SUPPLIED RECORDS below:

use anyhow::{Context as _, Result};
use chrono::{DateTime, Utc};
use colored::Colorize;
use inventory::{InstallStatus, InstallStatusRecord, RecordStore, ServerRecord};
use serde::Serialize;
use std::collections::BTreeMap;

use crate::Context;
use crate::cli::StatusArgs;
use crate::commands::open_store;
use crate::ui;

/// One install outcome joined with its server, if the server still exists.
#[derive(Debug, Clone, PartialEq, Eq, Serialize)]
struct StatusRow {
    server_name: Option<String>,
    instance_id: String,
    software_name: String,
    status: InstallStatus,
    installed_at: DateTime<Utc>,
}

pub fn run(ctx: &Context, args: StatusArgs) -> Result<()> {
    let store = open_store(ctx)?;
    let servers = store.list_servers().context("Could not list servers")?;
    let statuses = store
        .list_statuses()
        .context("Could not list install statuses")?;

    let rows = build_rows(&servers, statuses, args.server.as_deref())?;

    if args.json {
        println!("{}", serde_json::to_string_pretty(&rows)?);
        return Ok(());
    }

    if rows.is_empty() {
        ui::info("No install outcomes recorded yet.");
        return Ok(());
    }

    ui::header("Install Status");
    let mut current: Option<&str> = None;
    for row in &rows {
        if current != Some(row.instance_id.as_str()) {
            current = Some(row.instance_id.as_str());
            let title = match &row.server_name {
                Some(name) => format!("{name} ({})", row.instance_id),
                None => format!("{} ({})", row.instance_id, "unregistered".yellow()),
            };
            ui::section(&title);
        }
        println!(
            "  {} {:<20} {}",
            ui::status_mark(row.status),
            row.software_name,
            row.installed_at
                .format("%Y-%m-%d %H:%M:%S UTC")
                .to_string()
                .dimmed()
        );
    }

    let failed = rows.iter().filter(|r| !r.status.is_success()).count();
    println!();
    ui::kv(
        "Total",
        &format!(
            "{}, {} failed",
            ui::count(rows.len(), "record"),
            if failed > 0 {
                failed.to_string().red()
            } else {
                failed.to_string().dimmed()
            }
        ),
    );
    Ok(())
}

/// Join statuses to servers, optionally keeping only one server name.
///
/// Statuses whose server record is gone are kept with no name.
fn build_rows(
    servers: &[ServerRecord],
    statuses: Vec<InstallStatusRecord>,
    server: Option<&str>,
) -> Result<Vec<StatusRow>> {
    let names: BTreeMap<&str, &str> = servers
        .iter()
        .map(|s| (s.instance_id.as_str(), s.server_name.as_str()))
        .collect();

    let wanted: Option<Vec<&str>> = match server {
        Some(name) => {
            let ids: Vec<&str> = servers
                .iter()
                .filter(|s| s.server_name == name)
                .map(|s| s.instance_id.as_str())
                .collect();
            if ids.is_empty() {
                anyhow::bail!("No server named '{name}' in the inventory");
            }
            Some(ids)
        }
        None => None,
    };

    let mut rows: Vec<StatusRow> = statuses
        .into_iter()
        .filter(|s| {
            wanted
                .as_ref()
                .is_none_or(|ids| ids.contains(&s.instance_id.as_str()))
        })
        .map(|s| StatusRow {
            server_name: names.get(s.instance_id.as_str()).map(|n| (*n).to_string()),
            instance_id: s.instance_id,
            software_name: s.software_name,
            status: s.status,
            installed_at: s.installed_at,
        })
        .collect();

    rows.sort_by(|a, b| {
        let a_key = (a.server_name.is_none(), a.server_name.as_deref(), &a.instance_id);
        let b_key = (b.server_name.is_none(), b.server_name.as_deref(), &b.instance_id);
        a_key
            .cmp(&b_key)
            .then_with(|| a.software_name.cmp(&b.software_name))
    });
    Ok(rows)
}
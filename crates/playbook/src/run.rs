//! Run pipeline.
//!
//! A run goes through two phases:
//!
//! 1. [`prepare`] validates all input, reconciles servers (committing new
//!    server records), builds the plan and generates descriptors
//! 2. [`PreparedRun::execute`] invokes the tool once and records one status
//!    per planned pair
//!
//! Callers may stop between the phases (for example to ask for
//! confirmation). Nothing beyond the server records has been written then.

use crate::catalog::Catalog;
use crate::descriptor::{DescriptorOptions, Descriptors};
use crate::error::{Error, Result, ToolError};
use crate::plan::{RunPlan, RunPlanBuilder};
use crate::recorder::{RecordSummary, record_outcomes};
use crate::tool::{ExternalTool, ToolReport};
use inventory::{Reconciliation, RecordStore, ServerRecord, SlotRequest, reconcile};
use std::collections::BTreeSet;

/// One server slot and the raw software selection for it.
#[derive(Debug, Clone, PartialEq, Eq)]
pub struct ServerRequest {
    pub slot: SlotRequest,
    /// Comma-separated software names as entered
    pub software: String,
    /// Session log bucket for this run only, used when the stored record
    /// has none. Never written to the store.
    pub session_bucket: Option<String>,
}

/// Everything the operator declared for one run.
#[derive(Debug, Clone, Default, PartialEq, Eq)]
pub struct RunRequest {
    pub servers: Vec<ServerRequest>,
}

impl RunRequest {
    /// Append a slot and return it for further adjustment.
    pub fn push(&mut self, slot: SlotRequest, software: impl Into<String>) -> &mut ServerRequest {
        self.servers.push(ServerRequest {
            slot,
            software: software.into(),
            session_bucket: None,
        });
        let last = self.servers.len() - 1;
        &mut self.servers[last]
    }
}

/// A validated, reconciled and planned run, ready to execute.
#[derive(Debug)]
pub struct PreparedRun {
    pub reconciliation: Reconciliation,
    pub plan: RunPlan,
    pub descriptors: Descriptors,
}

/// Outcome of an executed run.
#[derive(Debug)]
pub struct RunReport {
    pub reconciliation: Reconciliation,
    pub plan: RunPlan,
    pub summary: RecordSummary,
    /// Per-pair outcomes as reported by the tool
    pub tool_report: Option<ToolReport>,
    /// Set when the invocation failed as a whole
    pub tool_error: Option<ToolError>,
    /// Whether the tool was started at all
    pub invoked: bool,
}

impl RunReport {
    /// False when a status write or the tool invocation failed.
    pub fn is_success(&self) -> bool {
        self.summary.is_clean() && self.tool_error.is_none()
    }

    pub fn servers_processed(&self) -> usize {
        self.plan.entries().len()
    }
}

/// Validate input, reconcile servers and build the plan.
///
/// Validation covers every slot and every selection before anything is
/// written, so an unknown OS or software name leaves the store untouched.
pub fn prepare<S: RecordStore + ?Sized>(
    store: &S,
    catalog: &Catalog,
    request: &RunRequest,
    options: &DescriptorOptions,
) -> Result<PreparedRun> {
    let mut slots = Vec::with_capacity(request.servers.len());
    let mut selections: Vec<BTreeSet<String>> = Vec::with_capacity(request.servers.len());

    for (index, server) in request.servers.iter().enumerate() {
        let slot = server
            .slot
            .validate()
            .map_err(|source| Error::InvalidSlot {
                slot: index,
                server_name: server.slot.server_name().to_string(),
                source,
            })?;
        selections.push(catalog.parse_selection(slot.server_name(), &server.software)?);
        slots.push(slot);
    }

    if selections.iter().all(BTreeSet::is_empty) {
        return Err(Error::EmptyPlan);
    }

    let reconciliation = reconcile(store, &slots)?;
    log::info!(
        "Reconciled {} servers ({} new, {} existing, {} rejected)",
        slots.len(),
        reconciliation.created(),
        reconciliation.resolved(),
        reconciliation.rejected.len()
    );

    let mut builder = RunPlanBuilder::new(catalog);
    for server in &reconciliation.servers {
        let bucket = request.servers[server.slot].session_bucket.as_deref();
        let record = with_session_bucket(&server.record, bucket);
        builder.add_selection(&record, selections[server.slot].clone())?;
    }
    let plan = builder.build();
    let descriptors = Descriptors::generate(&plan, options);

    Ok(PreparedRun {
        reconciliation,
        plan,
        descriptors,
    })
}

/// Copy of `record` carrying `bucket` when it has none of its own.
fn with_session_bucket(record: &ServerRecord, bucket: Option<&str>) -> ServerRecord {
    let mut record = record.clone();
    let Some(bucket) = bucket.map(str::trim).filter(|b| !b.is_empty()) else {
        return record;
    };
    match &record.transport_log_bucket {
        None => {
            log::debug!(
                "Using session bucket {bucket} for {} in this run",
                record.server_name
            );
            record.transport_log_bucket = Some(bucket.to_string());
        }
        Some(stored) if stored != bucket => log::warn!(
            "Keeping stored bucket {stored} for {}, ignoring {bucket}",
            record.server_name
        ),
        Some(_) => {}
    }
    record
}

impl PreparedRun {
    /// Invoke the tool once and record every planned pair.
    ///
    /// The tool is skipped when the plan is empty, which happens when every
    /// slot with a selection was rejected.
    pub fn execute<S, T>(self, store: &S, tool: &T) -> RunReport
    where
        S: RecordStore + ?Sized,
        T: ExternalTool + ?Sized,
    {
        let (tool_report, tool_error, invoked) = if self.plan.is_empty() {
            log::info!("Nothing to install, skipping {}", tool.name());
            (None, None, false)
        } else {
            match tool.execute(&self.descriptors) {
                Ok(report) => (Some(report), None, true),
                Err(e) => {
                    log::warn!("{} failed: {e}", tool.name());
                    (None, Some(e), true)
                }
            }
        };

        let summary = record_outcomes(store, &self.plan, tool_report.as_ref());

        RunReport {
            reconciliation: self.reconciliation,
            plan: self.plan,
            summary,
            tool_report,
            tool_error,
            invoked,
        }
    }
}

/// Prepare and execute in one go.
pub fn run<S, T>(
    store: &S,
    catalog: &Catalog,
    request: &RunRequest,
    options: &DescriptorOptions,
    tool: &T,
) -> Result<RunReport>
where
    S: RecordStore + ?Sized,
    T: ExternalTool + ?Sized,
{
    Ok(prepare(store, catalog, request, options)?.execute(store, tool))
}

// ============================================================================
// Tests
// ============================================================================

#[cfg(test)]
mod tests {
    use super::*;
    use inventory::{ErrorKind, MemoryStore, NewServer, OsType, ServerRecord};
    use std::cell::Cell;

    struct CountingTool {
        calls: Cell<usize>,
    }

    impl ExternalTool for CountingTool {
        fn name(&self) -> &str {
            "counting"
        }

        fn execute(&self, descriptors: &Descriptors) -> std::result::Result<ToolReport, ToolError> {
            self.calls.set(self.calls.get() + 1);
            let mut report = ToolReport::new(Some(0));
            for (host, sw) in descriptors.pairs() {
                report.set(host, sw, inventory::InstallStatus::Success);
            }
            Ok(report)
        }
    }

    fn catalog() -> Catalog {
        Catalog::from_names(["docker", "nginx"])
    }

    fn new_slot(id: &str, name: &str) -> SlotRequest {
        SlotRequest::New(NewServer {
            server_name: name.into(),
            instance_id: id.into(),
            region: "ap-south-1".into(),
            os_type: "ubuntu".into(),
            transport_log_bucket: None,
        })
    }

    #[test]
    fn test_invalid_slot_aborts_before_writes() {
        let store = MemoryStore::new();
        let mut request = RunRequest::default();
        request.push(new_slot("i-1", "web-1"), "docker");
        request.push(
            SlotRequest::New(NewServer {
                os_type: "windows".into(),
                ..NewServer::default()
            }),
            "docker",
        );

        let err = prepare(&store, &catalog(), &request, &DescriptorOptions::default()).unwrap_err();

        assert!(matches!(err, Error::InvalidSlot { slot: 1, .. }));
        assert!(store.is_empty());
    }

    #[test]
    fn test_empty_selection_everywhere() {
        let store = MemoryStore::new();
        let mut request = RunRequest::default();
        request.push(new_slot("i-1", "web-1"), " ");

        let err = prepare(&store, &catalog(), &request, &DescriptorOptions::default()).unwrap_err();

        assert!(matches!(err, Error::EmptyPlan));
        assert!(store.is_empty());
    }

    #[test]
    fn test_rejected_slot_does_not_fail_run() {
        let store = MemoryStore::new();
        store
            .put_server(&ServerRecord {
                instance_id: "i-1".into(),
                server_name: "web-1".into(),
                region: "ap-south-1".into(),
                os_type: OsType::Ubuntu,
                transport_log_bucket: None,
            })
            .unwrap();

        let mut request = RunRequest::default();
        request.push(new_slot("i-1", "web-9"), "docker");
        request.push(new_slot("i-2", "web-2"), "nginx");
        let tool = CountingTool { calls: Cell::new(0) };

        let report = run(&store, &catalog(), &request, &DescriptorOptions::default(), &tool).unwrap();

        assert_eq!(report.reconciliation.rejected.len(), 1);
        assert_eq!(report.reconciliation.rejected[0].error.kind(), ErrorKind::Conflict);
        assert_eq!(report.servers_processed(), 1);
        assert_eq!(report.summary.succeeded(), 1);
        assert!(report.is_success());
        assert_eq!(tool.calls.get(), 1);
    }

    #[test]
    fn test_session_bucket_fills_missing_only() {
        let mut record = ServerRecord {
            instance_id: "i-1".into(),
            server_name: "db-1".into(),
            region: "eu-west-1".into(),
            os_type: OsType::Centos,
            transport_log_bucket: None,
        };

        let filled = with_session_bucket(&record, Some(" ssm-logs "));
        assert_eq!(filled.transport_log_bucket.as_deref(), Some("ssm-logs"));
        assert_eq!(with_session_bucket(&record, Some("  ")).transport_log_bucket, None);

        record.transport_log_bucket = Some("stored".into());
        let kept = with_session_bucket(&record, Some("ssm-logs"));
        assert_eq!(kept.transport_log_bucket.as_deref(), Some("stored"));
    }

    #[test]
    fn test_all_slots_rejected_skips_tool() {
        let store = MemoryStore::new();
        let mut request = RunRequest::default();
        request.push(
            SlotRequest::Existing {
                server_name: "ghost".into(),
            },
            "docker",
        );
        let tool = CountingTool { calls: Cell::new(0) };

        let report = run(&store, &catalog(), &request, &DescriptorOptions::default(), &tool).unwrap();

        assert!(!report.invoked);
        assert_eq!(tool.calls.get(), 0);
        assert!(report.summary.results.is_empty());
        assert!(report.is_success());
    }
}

End of SUPPLIED RECORDS.

→ **GOAL OF THE EXERCISE**: Which lines above include the word "planned"? Return each one.

→ **RESPONSE TO THE EXERCISE**:
//!    per planned pair
/// A validated, reconciled and planned run, ready to execute.
    /// Invoke the tool once and record every planned pair.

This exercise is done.